David Fidler, a senior fellow in global health at the Council on Foreign Relations, said WHO’s newfound attention to monkeypox amid its spread beyond Africa could inadvertently worsen the divide between rich and poor countries seen during COVID-19.

“There may be legitimate reasons why WHO only raised the alarm when monkeypox spread to rich countries, but to poor countries, that looks like a double standard,” Fidler said. He said the global community was still struggling to ensure the world’s poor were vaccinated against the coronavirus and that it was unclear if Africans even wanted monkeypox vaccines, given competing priorities like malaria and HIV.

“Unless African governments specifically ask for vaccines, it might be a bit patronizing to send them because it’s in the West’s interest to stop monkeypox from being exported,” Fidler said.

WHO has also proposed creating a vaccine-sharing mechanism to help affected countries, which could see doses go to rich countries like Britain, which has the biggest monkeypox outbreak beyond Africa — and recently widened its use of vaccines.

To date, the vast majority of cases in Europe have been in men who are gay or bisexual, or other men who have sex with men, but scientists warn anyone in close contact with an infected person or their clothing or bedsheets is at risk of infection, regardless of their sexual orientation. People with monkeypox often experience symptoms like fever, body aches and a rash; most recover within weeks without needing medical care.

Even if WHO announces monkeypox is a global emergency, it’s unclear what impact that might have.

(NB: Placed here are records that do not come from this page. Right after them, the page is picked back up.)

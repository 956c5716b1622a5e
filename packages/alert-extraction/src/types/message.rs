//! Message types - the input tuple from the mail source and the per-message
//! parse outcome this engine records.

use chrono::{DateTime, Utc};
use serde::{Deserialize, Serialize};

/// One message as supplied by the mail-source collaborator.
#[derive(Debug, Clone, Serialize, Deserialize)]
pub struct MailMessage {
    /// Unique message identifier
    pub message_id: String,

    /// Sender address, used for parser dispatch
    pub from_address: String,

    /// Raw HTML body
    pub html_body: String,
}

impl MailMessage {
    /// Create a new message tuple.
    pub fn new(
        message_id: impl Into<String>,
        from_address: impl Into<String>,
        html_body: impl Into<String>,
    ) -> Self {
        Self {
            message_id: message_id.into(),
            from_address: from_address.into(),
            html_body: html_body.into(),
        }
    }
}

/// Aggregate outcome of parsing one message.
#[derive(Debug, Clone, Copy, PartialEq, Eq, Serialize, Deserialize)]
#[serde(rename_all = "snake_case")]
pub enum ParseStatus {
    /// No parser is registered for the sender
    Unsupported,
    /// A parser ran but persisted zero hits
    Empty,
    /// A parser ran and persisted at least one hit
    Parsed,
    /// Parsing or persistence failed for this message
    ParseError,
}

impl ParseStatus {
    /// Stable text form used in storage.
    pub fn as_str(&self) -> &'static str {
        match self {
            ParseStatus::Unsupported => "unsupported",
            ParseStatus::Empty => "empty",
            ParseStatus::Parsed => "parsed",
            ParseStatus::ParseError => "parse_error",
        }
    }

    /// Parse the stored text form.
    pub fn parse(s: &str) -> Option<Self> {
        match s {
            "unsupported" => Some(ParseStatus::Unsupported),
            "empty" => Some(ParseStatus::Empty),
            "parsed" => Some(ParseStatus::Parsed),
            "parse_error" => Some(ParseStatus::ParseError),
            _ => None,
        }
    }
}

/// Per-message parse bookkeeping persisted by the store.
#[derive(Debug, Clone)]
pub struct MessageOutcome {
    /// Message this outcome belongs to
    pub message_id: String,

    /// Sender address
    pub from_address: String,

    /// Parser that handled the message, when one was registered
    pub parser_name: Option<String>,

    /// Version of that parser
    pub parser_version: Option<String>,

    /// Aggregate status
    pub status: ParseStatus,

    /// Message-level confidence, 0..=100; absent when unsupported or errored
    pub confidence: Option<u8>,

    /// Number of hits persisted for this message
    pub hit_count: usize,

    /// Failure description for `ParseError`
    pub error: Option<String>,

    /// When the outcome was recorded
    pub parsed_at: DateTime<Utc>,
}

impl MessageOutcome {
    /// Outcome for a sender with no registered parser.
    pub fn unsupported(message_id: impl Into<String>, from_address: impl Into<String>) -> Self {
        Self {
            message_id: message_id.into(),
            from_address: from_address.into(),
            parser_name: None,
            parser_version: None,
            status: ParseStatus::Unsupported,
            confidence: None,
            hit_count: 0,
            error: None,
            parsed_at: Utc::now(),
        }
    }

    /// Outcome for a successfully parsed message.
    ///
    /// Status is `Empty` when zero hits were persisted, `Parsed` otherwise.
    pub fn parsed(
        message_id: impl Into<String>,
        from_address: impl Into<String>,
        parser_name: &str,
        parser_version: &str,
        confidence: u8,
        hit_count: usize,
    ) -> Self {
        Self {
            message_id: message_id.into(),
            from_address: from_address.into(),
            parser_name: Some(parser_name.to_string()),
            parser_version: Some(parser_version.to_string()),
            status: if hit_count == 0 {
                ParseStatus::Empty
            } else {
                ParseStatus::Parsed
            },
            confidence: Some(confidence),
            hit_count,
            error: None,
            parsed_at: Utc::now(),
        }
    }

    /// Outcome for a message whose parse or persistence failed.
    pub fn parse_error(
        message_id: impl Into<String>,
        from_address: impl Into<String>,
        error: impl Into<String>,
    ) -> Self {
        Self {
            message_id: message_id.into(),
            from_address: from_address.into(),
            parser_name: None,
            parser_version: None,
            status: ParseStatus::ParseError,
            confidence: None,
            hit_count: 0,
            error: Some(error.into()),
            parsed_at: Utc::now(),
        }
    }
}

#[cfg(test)]
mod tests {
    use super::*;

    #[test]
    fn test_parsed_outcome_empty_vs_parsed() {
        let empty = MessageOutcome::parsed("m1", "a@b", "p", "v1", 10, 0);
        assert_eq!(empty.status, ParseStatus::Empty);

        let parsed = MessageOutcome::parsed("m1", "a@b", "p", "v1", 80, 4);
        assert_eq!(parsed.status, ParseStatus::Parsed);
    }

    #[test]
    fn test_status_round_trip() {
        for status in [
            ParseStatus::Unsupported,
            ParseStatus::Empty,
            ParseStatus::Parsed,
            ParseStatus::ParseError,
        ] {
            assert_eq!(ParseStatus::parse(status.as_str()), Some(status));
        }
    }
}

In January 2020, WHO declared that COVID-19 was an international emergency. But few countries took notice until March, when the organization described it as a pandemic, weeks after many other authorities did so. WHO was later slammed for its multiple missteps throughout the pandemic, which some experts said might be prompting a quicker monkeypox response.

“After COVID, WHO does not want to be the last to declare monkeypox an emergency,” said Amanda Glassman, executive vice president at the Center for Global Development. “This may not rise to the level of a COVID-like emergency, but it is still a public health emergency that needs to be addressed.”

Salim Abdool Karim, an epidemiologist and vice chancellor at the University of KwaZulu-Natal in South Africa, said WHO and others should be doing more to stop monkeypox in Africa and elsewhere, but wasn’t convinced that a global emergency declaration would help.

“There is this misplaced idea that Africa is this poor, helpless continent, when in fact, we do know how to deal with epidemics,” said Abdool Karim. He said that stopping the outbreak ultimately depends on things like surveillance, isolating patients and public education.

“Maybe they need vaccines in Europe to stop monkeypox, but here, we have been able to control it with very simple measures,” he said.